> [TASK REQUIREMENTS]
Type again, exactly, the lines below from the start through the line that includes "is uniform in".

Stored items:
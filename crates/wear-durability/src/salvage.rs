//! Salvage: material drops rolled when an item is used up.
//!
//! # Pool lookup
//!
//! | Order | Source   | Key                                             |
//! |-------|----------|-------------------------------------------------|
//! | 1     | rules    | first [`SalvageRule`] whose conditions all hold |
//! | 2     | per item | exact category name                             |
//! | 3     | per tier | category name up to the first `_`               |
//!
//! The first non-empty pool wins.  The drop count is uniform in
//! `[count_min, count_max]`; each drop is drawn uniformly from the pool.

use std::collections::BTreeMap;

use tracing::debug;
use wear_core::{Category, ItemState, WearRng};

// ── SalvageRule ───────────────────────────────────────────────────────────────

/// Pool selected by item identity and label.  Unset conditions always hold.
#[derive(Clone, Debug, Default, PartialEq)]
pub struct SalvageRule {
    pub category:      Option<Category>,
    pub model_data:    Option<i64>,
    pub name_contains: Option<String>,
    pub lore_contains: Option<String>,
    pub drops:         Vec<Category>,
}

impl SalvageRule {
    pub fn new<I, C>(drops: I) -> Self
    where
        I: IntoIterator<Item = C>,
        C: Into<Category>,
    {
        Self { drops: drops.into_iter().map(Into::into).collect(), ..Self::default() }
    }

    pub fn for_category(mut self, category: impl Into<Category>) -> Self {
        self.category = Some(category.into());
        self
    }

    pub fn with_model_data(mut self, model_data: i64) -> Self {
        self.model_data = Some(model_data);
        self
    }

    pub fn with_name(mut self, needle: impl Into<String>) -> Self {
        self.name_contains = Some(needle.into());
        self
    }

    pub fn with_lore(mut self, needle: impl Into<String>) -> Self {
        self.lore_contains = Some(needle.into());
        self
    }

    pub fn matches(&self, item: &ItemState) -> bool {
        let label = &item.label;
        self.category.as_ref().is_none_or(|c| c.as_str().eq_ignore_ascii_case(item.category.as_str()))
            && self.model_data.is_none_or(|m| label.model_data == Some(m))
            && self.name_contains.as_deref().is_none_or(|n| label.name_contains(n))
            && self.lore_contains.as_deref().is_none_or(|l| label.lore_contains(l))
    }
}

// ── SalvagePolicy ─────────────────────────────────────────────────────────────

#[derive(Clone, Debug, PartialEq)]
pub struct SalvagePolicy {
    pub enabled:              bool,
    /// Also roll when auto-protect holds an item instead of breaking it.
    pub also_on_auto_protect: bool,
    count_min:                u32,
    count_max:                u32,
    rules:                    Vec<SalvageRule>,
    per_item:                 BTreeMap<Category, Vec<Category>>,
    per_tier:                 BTreeMap<String, Vec<Category>>,
}

impl Default for SalvagePolicy {
    fn default() -> Self {
        Self::new(1, 2)
    }
}

impl SalvagePolicy {
    /// `count_max` below `count_min` is raised to it.
    pub fn new(count_min: u32, count_max: u32) -> Self {
        Self {
            enabled: true,
            also_on_auto_protect: false,
            count_min,
            count_max: count_max.max(count_min),
            rules: Vec::new(),
            per_item: BTreeMap::new(),
            per_tier: BTreeMap::new(),
        }
    }

    /// Rules are tried in insertion order.  Rules without drops are ignored.
    pub fn with_rule(mut self, rule: SalvageRule) -> Self {
        let drops = normalize(rule.drops);
        if !drops.is_empty() {
            self.rules.push(SalvageRule { drops, ..rule });
        }
        self
    }

    pub fn with_item_pool<I, C>(mut self, category: impl Into<Category>, drops: I) -> Self
    where
        I: IntoIterator<Item = C>,
        C: Into<Category>,
    {
        let drops = normalize(drops.into_iter().map(Into::into));
        if !drops.is_empty() {
            self.per_item.insert(category.into(), drops);
        }
        self
    }

    pub fn with_tier_pool<I, C>(mut self, tier: impl Into<String>, drops: I) -> Self
    where
        I: IntoIterator<Item = C>,
        C: Into<Category>,
    {
        let drops = normalize(drops.into_iter().map(Into::into));
        if !drops.is_empty() {
            self.per_tier.insert(tier.into(), drops);
        }
        self
    }

    pub fn count_range(&self) -> (u32, u32) {
        (self.count_min, self.count_max)
    }

    /// The drop pool for `item`; empty when nothing is configured for it.
    pub fn pool(&self, item: &ItemState) -> &[Category] {
        if let Some(rule) = self.rules.iter().find(|r| r.matches(item)) {
            return &rule.drops;
        }
        if let Some(drops) = self.per_item.get(&item.category) {
            return drops;
        }
        self.per_tier.get(tier_of(&item.category)).map_or(&[], Vec::as_slice)
    }

    /// Roll the drops for `item`.  Nothing is drawn from `rng` when salvage
    /// is off or the pool is empty.
    pub fn roll(&self, item: &ItemState, rng: &mut WearRng) -> Vec<Category> {
        if !self.enabled {
            return Vec::new();
        }
        let pool = self.pool(item);
        if pool.is_empty() {
            return Vec::new();
        }
        let span = (self.count_max - self.count_min) as usize + 1;
        let count = self.count_min as usize + rng.below(span);
        let drops: Vec<Category> = (0..count).map(|_| pool[rng.below(pool.len())].clone()).collect();
        debug!(category = %item.category, count, "salvage rolled");
        drops
    }
}

/// Category name up to the first `_`; the whole name when there is none
/// (or it leads).
fn tier_of(category: &Category) -> &str {
    let name = category.as_str();
    match name.find('_') {
        Some(i) if i > 0 => &name[..i],
        _ => name,
    }
}

/// Upper-case drop names and discard blanks.
fn normalize(drops: impl IntoIterator<Item = Category>) -> Vec<Category> {
    drops
        .into_iter()
        .map(|c| c.as_str().trim().to_uppercase())
        .filter(|n| !n.is_empty() && n != "AIR")
        .map(Category::from)
        .collect()
}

> [WRITTEN REPLY]
filename crates/wear-durability/src/salvage.rs
//! Salvage: material drops rolled when an item is used up.
//!
//! # Pool lookup
//!
//! | Order | Source   | Key                                             |
//! |-------|----------|-------------------------------------------------|
//! | 1     | rules    | first [`SalvageRule`] whose conditions all hold |
//! | 2     | per item | exact category name                             |
//! | 3     | per tier | category name up to the first `_`               |
//!
//! The first non-empty pool wins.  The drop count is uniform in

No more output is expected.